Copy out all the data, word for word.

++++ PROVIDED DATA

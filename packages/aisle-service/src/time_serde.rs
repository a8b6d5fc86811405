use serde::{Deserialize, Deserializer, Serializer};
use time::{OffsetDateTime, format_description::well_known::Rfc3339};

pub fn serialize<S>(value: &OffsetDateTime, serializer: S) -> Result<S::Ok, S::Error>
where
	S: Serializer,
{
	let formatted = value.format(&Rfc3339).map_err(serde::ser::Error::custom)?;

	serializer.serialize_str(&formatted)
}

pub fn deserialize<'de, D>(deserializer: D) -> Result<OffsetDateTime, D::Error>
where
	D: Deserializer<'de>,
{
	let raw = String::deserialize(deserializer)?;

	OffsetDateTime::parse(&raw, &Rfc3339).map_err(serde::de::Error::custom)
}

#[cfg(test)]
mod tests {
	use serde::Serialize;
	use time::macros::datetime;

	use super::*;

	#[derive(Deserialize, Serialize)]
	struct Stamp {
		#[serde(with = "super")]
		at: OffsetDateTime,
	}

	#[test]
	fn log_timestamps_round_trip_as_rfc3339() {
		let stamp = Stamp { at: datetime!(2026-08-25 12:30:45 UTC) };
		let json = serde_json::to_string(&stamp).expect("serialize failed");

		assert_eq!(json, r#"{"at":"2026-08-25T12:30:45Z"}"#);

		let back: Stamp = serde_json::from_str(&json).expect("deserialize failed");

		assert_eq!(back.at, stamp.at);
	}
}
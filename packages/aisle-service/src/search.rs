//! Cascading catalog search. Runs the full filter set first, then relaxes
//! one dimension at a time following the vocabulary drop order until enough
//! products match or the relaxation budget is spent.

use std::{collections::BTreeSet, time::Duration};

use aisle_config::Search as SearchConfig;
use aisle_domain::{FilterSet, Vocabulary};

use crate::{MatchOutcome, ProductIndex, ScoredProduct};

#[derive(Clone, Debug)]
pub struct SearchOutcome {
	pub products: Vec<ScoredProduct>,
	/// The filter set the winning tier actually ran with.
	pub filters_used: FilterSet,
	/// Dimensions relaxed away to produce the result set, in drop order.
	pub dropped_dimensions: Vec<String>,
	pub outcome: MatchOutcome,
}

impl SearchOutcome {
	fn not_searched() -> Self {
		Self {
			products: Vec::new(),
			filters_used: FilterSet::new(),
			dropped_dimensions: Vec::new(),
			outcome: MatchOutcome::NotSearched,
		}
	}
}

pub struct CascadingSearch<'a> {
	index: &'a dyn ProductIndex,
	vocab: &'a Vocabulary,
	cfg: &'a SearchConfig,
}

impl<'a> CascadingSearch<'a> {
	pub fn new(index: &'a dyn ProductIndex, vocab: &'a Vocabulary, cfg: &'a SearchConfig) -> Self {
		Self { index, vocab, cfg }
	}

	/// Runs the cascade. Infallible from the caller's view: index failures
	/// that survive the retry budget degrade to an empty no-match outcome.
	pub async fn run(&self, filters: &FilterSet) -> SearchOutcome {
		if filters.is_empty() {
			return SearchOutcome::not_searched();
		}

		let mut current = filters.clone();
		let mut dropped = Vec::new();
		let mut drop_queue = self.drop_queue(filters);
		// Best partial tier seen so far, kept in case every tier falls short.
		let mut partial: Option<SearchOutcome> = None;

		for _ in 0..=self.cfg.max_relaxation_steps {
			let products = self.query_with_retry(&current).await;
			let outcome =
				if dropped.is_empty() { MatchOutcome::Matched } else { MatchOutcome::Relaxed };

			if products.len() as u32 >= self.cfg.min_results {
				return SearchOutcome {
					products,
					filters_used: current,
					dropped_dimensions: dropped,
					outcome,
				};
			}
			if !products.is_empty()
				&& partial.as_ref().is_none_or(|p| p.products.len() < products.len())
			{
				partial = Some(SearchOutcome {
					products,
					filters_used: current.clone(),
					dropped_dimensions: dropped.clone(),
					outcome,
				});
			}

			let Some(dimension) = drop_queue.pop() else {
				break;
			};

			current = current.without(&dimension);
			dropped.push(dimension);

			if current.is_empty() {
				break;
			}
		}

		partial.unwrap_or(SearchOutcome {
			products: Vec::new(),
			filters_used: FilterSet::new(),
			dropped_dimensions: dropped,
			outcome: MatchOutcome::NoMatch,
		})
	}

	/// Dimensions present in the filter set, ordered so that `pop` yields
	/// the next dimension to drop.
	fn drop_queue(&self, filters: &FilterSet) -> Vec<String> {
		let present: BTreeSet<&str> = filters.dimensions().collect();
		let mut queue: Vec<String> = self
			.vocab
			.drop_order()
			.into_iter()
			.filter(|name| present.contains(*name))
			.map(str::to_owned)
			.collect();

		// Last element pops first.
		queue.reverse();

		queue
	}

	async fn query_with_retry(&self, filters: &FilterSet) -> Vec<ScoredProduct> {
		for attempt in 0..self.cfg.retry_attempts {
			match self.index.query(filters, self.cfg.top_k).await {
				Ok(products) => return products,
				Err(err) => {
					tracing::warn!(
						error = %err,
						attempt = attempt + 1,
						"Product index query failed."
					);

					if attempt + 1 < self.cfg.retry_attempts {
						tokio::time::sleep(Duration::from_millis(self.cfg.retry_backoff_ms)).await;
					}
				},
			}
		}

		tracing::error!("Product index is unavailable; degrading to no match.");

		Vec::new()
	}
}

++++++++

# SOLUTION TO THIS PROBLEM
filename packages/aisle-service/src/time_serde.rs
repository a8b6d5fc86811405
use serde::{Deserialize, Deserializer, Serializer};
use time::{OffsetDateTime, format_description::well_known::Rfc3339};

pub fn serialize<S>(value: &OffsetDateTime, serializer: S) -> Result<S::Ok, S::Error>
where
	S: Serializer,
{
	let formatted = value.format(&Rfc3339).map_err(serde::ser::Error::custom)?;

	serializer.serialize_str(&formatted)
}

pub fn deserialize<'de, D>(deserializer: D) -> Result<OffsetDateTime, D::Error>
where
	D: Deserializer<'de>,
{
	let raw = String::deserialize(deserializer)?;

	OffsetDateTime::parse(&raw, &Rfc3339).map_err(serde::de::Error::custom)
}

#[cfg(test)]
mod tests {
	use serde::Serialize;
	use time::macros::datetime;

	use super::*;

	#[derive(Deserialize, Serialize)]
	struct Stamp {
		#[serde(with = "super")]
		at: OffsetDateTime,
	}

	#[test]
	fn log_timestamps_round_trip_as_rfc3339() {
		let stamp = Stamp { at: datetime!(2026-08-25 12:30:45 UTC) };
		let json = serde_json::to_string(&stamp).expect("serialize failed");

		assert_eq!(json, r#"{"at":"2026-08-25T12:30:45Z"}"#);

		let back: Stamp = serde_json::from_str(&json).expect("deserialize failed");

		assert_eq!(back.at, stamp.at);
	}
}
filename packages/aisle-service/src/search.rs
//! Cascading catalog search. Runs the full filter set first, then relaxes
//! one dimension at a time following the vocabulary drop order until enough
//! products match or the relaxation budget is spent.

use std::{collections::BTreeSet, time::Duration};

use aisle_config::Search as SearchConfig;
use aisle_domain::{FilterSet, Vocabulary};

use crate::{MatchOutcome, ProductIndex, ScoredProduct};

#[derive(Clone, Debug)]
pub struct SearchOutcome {
	pub products: Vec<ScoredProduct>,
	/// The filter set the winning tier actually ran with.
	pub filters_used: FilterSet,
	/// Dimensions relaxed away to produce the result set, in drop order.
	pub dropped_dimensions: Vec<String>,
	pub outcome: MatchOutcome,
}

impl SearchOutcome {
	fn not_searched() -> Self {
		Self {
			products: Vec::new(),
			filters_used: FilterSet::new(),
			dropped_dimensions: Vec::new(),
			outcome: MatchOutcome::NotSearched,
		}
	}
}

pub struct CascadingSearch<'a> {
	index: &'a dyn ProductIndex,
	vocab: &'a Vocabulary,
	cfg: &'a SearchConfig,
}

impl<'a> CascadingSearch<'a> {
	pub fn new(index: &'a dyn ProductIndex, vocab: &'a Vocabulary, cfg: &'a SearchConfig) -> Self {
		Self { index, vocab, cfg }
	}

	/// Runs the cascade. Infallible from the caller's view: index failures
	/// that survive the retry budget degrade to an empty no-match outcome.
	pub async fn run(&self, filters: &FilterSet) -> SearchOutcome {
		if filters.is_empty() {
			return SearchOutcome::not_searched();
		}

		let mut current = filters.clone();
		let mut dropped = Vec::new();
		let mut drop_queue = self.drop_queue(filters);
		// Best partial tier seen so far, kept in case every tier falls short.
		let mut partial: Option<SearchOutcome> = None;

		for _ in 0..=self.cfg.max_relaxation_steps {
			let products = self.query_with_retry(&current).await;
			let outcome =
				if dropped.is_empty() { MatchOutcome::Matched } else { MatchOutcome::Relaxed };

			if products.len() as u32 >= self.cfg.min_results {
				return SearchOutcome {
					products,
					filters_used: current,
					dropped_dimensions: dropped,
					outcome,
				};
			}
			if !products.is_empty()
				&& partial.as_ref().is_none_or(|p| p.products.len() < products.len())
			{
				partial = Some(SearchOutcome {
					products,
					filters_used: current.clone(),
					dropped_dimensions: dropped.clone(),
					outcome,
				});
			}

			let Some(dimension) = drop_queue.pop() else {
				break;
			};

			current = current.without(&dimension);
			dropped.push(dimension);

			if current.is_empty() {
				break;
			}
		}

		partial.unwrap_or(SearchOutcome {
			products: Vec::new(),
			filters_used: FilterSet::new(),
			dropped_dimensions: dropped,
			outcome: MatchOutcome::NoMatch,
		})
	}

	/// Dimensions present in the filter set, ordered so that `pop` yields
	/// the next dimension to drop.
	fn drop_queue(&self, filters: &FilterSet) -> Vec<String> {
		let present: BTreeSet<&str> = filters.dimensions().collect();
		let mut queue: Vec<String> = self
			.vocab
			.drop_order()
			.into_iter()
			.filter(|name| present.contains(*name))
			.map(str::to_owned)
			.collect();

		// Last element pops first.
		queue.reverse();

		queue
	}

	async fn query_with_retry(&self, filters: &FilterSet) -> Vec<ScoredProduct> {
		for attempt in 0..self.cfg.retry_attempts {
			match self.index.query(filters, self.cfg.top_k).await {
				Ok(products) => return products,
				Err(err) => {
					tracing::warn!(
						error = %err,
						attempt = attempt + 1,
						"Product index query failed."
					);

					if attempt + 1 < self.cfg.retry_attempts {
						tokio::time::sleep(Duration::from_millis(self.cfg.retry_backoff_ms)).await;
					}
				},
			}
		}

		tracing::error!("Product index is unavailable; degrading to no match.");

		Vec::new()
	}
}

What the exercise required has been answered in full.